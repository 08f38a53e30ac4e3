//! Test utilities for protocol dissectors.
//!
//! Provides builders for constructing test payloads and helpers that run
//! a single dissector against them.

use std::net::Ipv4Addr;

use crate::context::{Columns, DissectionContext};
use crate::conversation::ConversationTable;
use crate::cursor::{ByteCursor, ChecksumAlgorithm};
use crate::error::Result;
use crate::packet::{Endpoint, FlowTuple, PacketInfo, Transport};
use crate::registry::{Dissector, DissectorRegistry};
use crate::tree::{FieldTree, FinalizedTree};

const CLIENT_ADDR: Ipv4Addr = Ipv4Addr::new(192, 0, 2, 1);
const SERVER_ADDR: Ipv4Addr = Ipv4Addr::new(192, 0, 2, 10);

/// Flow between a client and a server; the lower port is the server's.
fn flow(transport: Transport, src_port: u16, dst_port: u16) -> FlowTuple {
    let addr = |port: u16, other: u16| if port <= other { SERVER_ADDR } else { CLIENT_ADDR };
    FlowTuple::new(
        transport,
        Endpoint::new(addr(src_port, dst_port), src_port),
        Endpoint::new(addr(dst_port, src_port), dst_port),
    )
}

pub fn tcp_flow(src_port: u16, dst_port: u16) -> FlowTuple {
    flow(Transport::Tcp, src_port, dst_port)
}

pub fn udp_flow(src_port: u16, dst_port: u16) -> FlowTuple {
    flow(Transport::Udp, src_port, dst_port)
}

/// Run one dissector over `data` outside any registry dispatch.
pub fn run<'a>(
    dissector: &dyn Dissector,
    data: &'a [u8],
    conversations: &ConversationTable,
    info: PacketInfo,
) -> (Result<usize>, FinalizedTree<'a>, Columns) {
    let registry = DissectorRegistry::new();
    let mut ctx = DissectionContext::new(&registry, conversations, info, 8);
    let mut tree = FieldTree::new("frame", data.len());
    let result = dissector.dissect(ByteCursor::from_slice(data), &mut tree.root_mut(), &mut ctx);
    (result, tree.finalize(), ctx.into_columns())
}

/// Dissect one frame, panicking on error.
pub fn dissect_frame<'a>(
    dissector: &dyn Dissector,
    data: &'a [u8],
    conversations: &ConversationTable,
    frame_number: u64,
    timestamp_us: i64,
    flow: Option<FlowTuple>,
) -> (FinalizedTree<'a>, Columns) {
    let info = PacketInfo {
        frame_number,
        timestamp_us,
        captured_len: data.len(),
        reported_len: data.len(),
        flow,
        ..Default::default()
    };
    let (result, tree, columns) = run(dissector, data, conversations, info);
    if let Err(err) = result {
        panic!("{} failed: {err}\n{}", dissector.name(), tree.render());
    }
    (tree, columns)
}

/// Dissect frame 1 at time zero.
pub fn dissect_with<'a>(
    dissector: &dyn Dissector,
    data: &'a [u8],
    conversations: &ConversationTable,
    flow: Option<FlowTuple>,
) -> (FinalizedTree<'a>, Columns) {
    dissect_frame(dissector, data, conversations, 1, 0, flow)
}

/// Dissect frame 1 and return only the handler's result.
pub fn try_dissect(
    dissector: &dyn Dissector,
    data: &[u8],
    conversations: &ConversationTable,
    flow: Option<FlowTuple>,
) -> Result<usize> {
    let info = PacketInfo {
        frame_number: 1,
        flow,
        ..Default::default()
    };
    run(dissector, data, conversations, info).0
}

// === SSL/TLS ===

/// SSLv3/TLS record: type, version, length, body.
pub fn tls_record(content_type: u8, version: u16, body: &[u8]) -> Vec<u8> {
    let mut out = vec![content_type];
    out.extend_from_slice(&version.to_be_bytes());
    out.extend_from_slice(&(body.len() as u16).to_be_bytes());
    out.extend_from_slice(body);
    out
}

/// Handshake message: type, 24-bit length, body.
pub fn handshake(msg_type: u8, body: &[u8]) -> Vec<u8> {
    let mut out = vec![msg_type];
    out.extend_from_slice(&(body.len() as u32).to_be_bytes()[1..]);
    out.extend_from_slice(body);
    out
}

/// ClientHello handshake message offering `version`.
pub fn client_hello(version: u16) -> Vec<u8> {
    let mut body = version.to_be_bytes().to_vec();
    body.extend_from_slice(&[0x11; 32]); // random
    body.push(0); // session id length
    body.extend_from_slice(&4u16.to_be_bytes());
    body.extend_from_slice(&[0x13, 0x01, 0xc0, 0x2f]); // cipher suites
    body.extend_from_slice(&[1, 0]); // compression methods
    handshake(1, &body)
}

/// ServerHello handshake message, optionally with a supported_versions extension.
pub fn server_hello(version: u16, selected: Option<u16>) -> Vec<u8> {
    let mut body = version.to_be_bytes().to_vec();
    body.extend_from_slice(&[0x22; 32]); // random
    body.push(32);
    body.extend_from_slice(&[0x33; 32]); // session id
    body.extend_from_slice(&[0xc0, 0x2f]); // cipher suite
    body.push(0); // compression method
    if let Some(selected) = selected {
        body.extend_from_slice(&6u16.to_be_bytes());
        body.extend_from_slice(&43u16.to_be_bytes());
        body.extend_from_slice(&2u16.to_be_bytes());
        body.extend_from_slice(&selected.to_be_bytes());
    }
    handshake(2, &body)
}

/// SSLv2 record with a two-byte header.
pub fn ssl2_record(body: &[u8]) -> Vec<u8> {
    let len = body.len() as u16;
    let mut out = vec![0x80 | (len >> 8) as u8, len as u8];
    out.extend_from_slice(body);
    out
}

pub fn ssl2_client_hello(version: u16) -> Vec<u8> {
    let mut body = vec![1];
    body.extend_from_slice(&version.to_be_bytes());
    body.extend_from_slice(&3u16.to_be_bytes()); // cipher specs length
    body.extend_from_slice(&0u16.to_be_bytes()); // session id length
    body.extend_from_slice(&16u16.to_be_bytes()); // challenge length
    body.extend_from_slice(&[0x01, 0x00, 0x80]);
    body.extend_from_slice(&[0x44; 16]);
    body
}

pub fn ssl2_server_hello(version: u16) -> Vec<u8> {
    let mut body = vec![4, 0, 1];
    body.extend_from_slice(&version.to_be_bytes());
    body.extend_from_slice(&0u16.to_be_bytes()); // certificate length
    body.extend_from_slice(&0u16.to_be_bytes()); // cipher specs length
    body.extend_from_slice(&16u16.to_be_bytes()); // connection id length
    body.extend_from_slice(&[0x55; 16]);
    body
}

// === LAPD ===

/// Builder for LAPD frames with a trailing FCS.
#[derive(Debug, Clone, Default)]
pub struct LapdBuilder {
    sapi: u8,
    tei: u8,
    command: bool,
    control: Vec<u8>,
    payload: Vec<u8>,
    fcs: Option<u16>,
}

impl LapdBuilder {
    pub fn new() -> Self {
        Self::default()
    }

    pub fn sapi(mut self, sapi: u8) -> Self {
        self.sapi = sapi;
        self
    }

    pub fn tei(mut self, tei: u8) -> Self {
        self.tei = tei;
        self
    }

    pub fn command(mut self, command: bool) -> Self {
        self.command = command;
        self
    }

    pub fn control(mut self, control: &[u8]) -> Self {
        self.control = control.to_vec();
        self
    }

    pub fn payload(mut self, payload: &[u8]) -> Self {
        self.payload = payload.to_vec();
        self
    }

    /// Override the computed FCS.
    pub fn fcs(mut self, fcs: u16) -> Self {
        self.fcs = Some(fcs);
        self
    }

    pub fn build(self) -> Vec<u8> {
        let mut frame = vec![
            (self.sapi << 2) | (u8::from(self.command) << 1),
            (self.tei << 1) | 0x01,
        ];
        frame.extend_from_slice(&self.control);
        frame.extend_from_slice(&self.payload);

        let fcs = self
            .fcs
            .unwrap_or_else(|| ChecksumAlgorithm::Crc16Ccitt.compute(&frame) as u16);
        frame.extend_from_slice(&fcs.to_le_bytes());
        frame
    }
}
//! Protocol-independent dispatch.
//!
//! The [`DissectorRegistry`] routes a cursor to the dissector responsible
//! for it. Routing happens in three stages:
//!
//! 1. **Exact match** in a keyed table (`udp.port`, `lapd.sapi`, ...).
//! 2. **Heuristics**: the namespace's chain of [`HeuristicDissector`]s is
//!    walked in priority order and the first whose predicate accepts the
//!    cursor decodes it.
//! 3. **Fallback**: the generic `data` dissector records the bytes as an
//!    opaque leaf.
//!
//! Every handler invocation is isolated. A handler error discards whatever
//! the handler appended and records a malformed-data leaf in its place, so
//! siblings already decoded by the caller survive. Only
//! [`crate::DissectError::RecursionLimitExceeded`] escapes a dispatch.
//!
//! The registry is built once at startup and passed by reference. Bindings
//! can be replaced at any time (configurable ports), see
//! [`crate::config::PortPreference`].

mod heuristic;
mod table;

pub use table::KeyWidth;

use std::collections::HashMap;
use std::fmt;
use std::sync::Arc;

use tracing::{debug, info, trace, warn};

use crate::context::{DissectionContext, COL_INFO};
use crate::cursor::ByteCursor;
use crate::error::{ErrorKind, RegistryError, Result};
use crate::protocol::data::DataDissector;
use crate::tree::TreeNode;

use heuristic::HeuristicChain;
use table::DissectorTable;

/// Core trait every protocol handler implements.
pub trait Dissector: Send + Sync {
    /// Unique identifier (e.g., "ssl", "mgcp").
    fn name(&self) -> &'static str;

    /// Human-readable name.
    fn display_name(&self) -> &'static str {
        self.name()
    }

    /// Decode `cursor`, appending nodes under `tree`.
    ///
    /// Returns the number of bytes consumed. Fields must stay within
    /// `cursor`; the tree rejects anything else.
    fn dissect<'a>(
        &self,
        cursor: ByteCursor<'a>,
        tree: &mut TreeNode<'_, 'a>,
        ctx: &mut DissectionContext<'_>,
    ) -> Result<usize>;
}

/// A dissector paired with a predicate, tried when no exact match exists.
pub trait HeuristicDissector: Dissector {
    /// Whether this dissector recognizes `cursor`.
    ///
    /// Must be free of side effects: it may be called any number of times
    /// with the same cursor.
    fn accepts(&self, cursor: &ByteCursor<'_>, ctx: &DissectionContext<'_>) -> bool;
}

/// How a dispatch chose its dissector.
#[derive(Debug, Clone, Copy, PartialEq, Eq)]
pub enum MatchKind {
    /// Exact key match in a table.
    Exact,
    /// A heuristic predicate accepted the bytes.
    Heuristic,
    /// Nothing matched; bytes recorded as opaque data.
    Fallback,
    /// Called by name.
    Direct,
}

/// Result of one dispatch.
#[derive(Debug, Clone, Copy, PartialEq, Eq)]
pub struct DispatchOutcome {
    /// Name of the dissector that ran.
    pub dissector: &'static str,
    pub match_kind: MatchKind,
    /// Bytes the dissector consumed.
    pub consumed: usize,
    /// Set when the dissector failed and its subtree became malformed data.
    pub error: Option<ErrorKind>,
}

....

-- ACTION ITEM --
Restate word for word the lines of the data above, starting at the line containing "pub fn build(self)" and ending at the line containing "cursor decodes it.", both included, and nothing more.

-- TASK OUTPUT --
    pub fn build(self) -> Vec<u8> {
        let mut frame = vec![
            (self.sapi << 2) | (u8::from(self.command) << 1),
            (self.tei << 1) | 0x01,
        ];
        frame.extend_from_slice(&self.control);
        frame.extend_from_slice(&self.payload);

        let fcs = self
            .fcs
            .unwrap_or_else(|| ChecksumAlgorithm::Crc16Ccitt.compute(&frame) as u16);
        frame.extend_from_slice(&fcs.to_le_bytes());
        frame
    }
}
//! Protocol-independent dispatch.
//!
//! The [`DissectorRegistry`] routes a cursor to the dissector responsible
//! for it. Routing happens in three stages:
//!
//! 1. **Exact match** in a keyed table (`udp.port`, `lapd.sapi`, ...).
//! 2. **Heuristics**: the namespace's chain of [`HeuristicDissector`]s is
//!    walked in priority order and the first whose predicate accepts the
//!    cursor decodes it.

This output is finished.